### Brief
Output every record precisely.

Stored items
────────────────────────────────────────
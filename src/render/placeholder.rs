use super::Renderer;
use folio_idf::{DocNode, classes};
use folio_types::{ContentUnit, GraphConfig};

/// What stands in for one solution unit while answers are hidden.
#[derive(Debug, Clone, Copy, PartialEq, Eq)]
pub enum HiddenAnswer {
    /// A blank answer box.
    Blank,
    /// A blank coordinate grid, for graph answers.
    EmptyCoordinate,
}

impl HiddenAnswer {
    /// Options-typed solution units get no stand-in at all.
    pub fn for_unit(unit: &ContentUnit) -> Option<Self> {
        match unit {
            ContentUnit::Graph(_) => Some(HiddenAnswer::EmptyCoordinate),
            ContentUnit::Options(_) => None,
            ContentUnit::Text(_) | ContentUnit::Unknown { .. } => Some(HiddenAnswer::Blank),
        }
    }
}

/// An empty block marking a withheld answer.
pub fn render_problem_placeholder() -> DocNode {
    DocNode::block([classes::PROBLEM_PLACEHOLDER], Vec::new())
}

impl Renderer<'_> {
    /// Dispatches the fixed blank grid to the graph engine.
    ///
    /// Does not count: the caller records exactly one graph per hidden graph
    /// answer.
    pub fn render_empty_coordinate(&self) -> DocNode {
        self.graphs.render(&GraphConfig::empty_coordinate())
    }

    /// Renders the stand-in for `hidden`, counting the grid's graph.
    pub(crate) fn render_hidden_answer(&mut self, hidden: HiddenAnswer) -> DocNode {
        match hidden {
            HiddenAnswer::Blank => render_problem_placeholder(),
            HiddenAnswer::EmptyCoordinate => {
                self.complexity.record_graph();
                self.render_empty_coordinate()
            }
        }
    }
}
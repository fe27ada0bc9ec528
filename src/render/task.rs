use super::Renderer;
use super::title_page::render_title_page;
use crate::error::RenderError;
use folio_idf::{DocNode, classes};
use folio_types::{RenderOptions, Task};

impl Renderer<'_> {
    /// Renders one task as a `task` section: the title page when enabled, then
    /// the problem list.
    ///
    /// `settings` are the task's effective options, already merged with the
    /// run defaults (see [`Task::settings`]).
    pub fn render_task(
        &mut self,
        task: &mut Task,
        settings: &RenderOptions,
    ) -> Result<DocNode, RenderError> {
        let mut section = DocNode::section([classes::TASK], Vec::with_capacity(2));

        if settings.title_page_shown() {
            section.push(render_title_page(settings));
        }

        let problems = self.render_problems(
            &mut task.problems,
            settings.answers_shown(),
            settings.two_column_layout(),
        )?;
        section.push(problems);

        Ok(section)
    }
}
────────────────────────────────────────
### Response to the exercise
filename src/render/placeholder.rs
use super::Renderer;
use folio_idf::{DocNode, classes};
use folio_types::{ContentUnit, GraphConfig};

/// What stands in for one solution unit while answers are hidden.
#[derive(Debug, Clone, Copy, PartialEq, Eq)]
pub enum HiddenAnswer {
    /// A blank answer box.
    Blank,
    /// A blank coordinate grid, for graph answers.
    EmptyCoordinate,
}

impl HiddenAnswer {
    /// Options-typed solution units get no stand-in at all.
    pub fn for_unit(unit: &ContentUnit) -> Option<Self> {
        match unit {
            ContentUnit::Graph(_) => Some(HiddenAnswer::EmptyCoordinate),
            ContentUnit::Options(_) => None,
            ContentUnit::Text(_) | ContentUnit::Unknown { .. } => Some(HiddenAnswer::Blank),
        }
    }
}

/// An empty block marking a withheld answer.
pub fn render_problem_placeholder() -> DocNode {
    DocNode::block([classes::PROBLEM_PLACEHOLDER], Vec::new())
}

impl Renderer<'_> {
    /// Dispatches the fixed blank grid to the graph engine.
    ///
    /// Does not count: the caller records exactly one graph per hidden graph
    /// answer.
    pub fn render_empty_coordinate(&self) -> DocNode {
        self.graphs.render(&GraphConfig::empty_coordinate())
    }

    /// Renders the stand-in for `hidden`, counting the grid's graph.
    pub(crate) fn render_hidden_answer(&mut self, hidden: HiddenAnswer) -> DocNode {
        match hidden {
            HiddenAnswer::Blank => render_problem_placeholder(),
            HiddenAnswer::EmptyCoordinate => {
                self.complexity.record_graph();
                self.render_empty_coordinate()
            }
        }
    }
}
repository fe27ada0bc9ec528
filename src/render/task.rs
use super::Renderer;
use super::title_page::render_title_page;
use crate::error::RenderError;
use folio_idf::{DocNode, classes};
use folio_types::{RenderOptions, Task};

impl Renderer<'_> {
    /// Renders one task as a `task` section: the title page when enabled, then
    /// the problem list.
    ///
    /// `settings` are the task's effective options, already merged with the
    /// run defaults (see [`Task::settings`]).
    pub fn render_task(
        &mut self,
        task: &mut Task,
        settings: &RenderOptions,
    ) -> Result<DocNode, RenderError> {
        let mut section = DocNode::section([classes::TASK], Vec::with_capacity(2));

        if settings.title_page_shown() {
            section.push(render_title_page(settings));
        }

        let problems = self.render_problems(
            &mut task.problems,
            settings.answers_shown(),
            settings.two_column_layout(),
        )?;
        section.push(problems);

        Ok(section)
    }
}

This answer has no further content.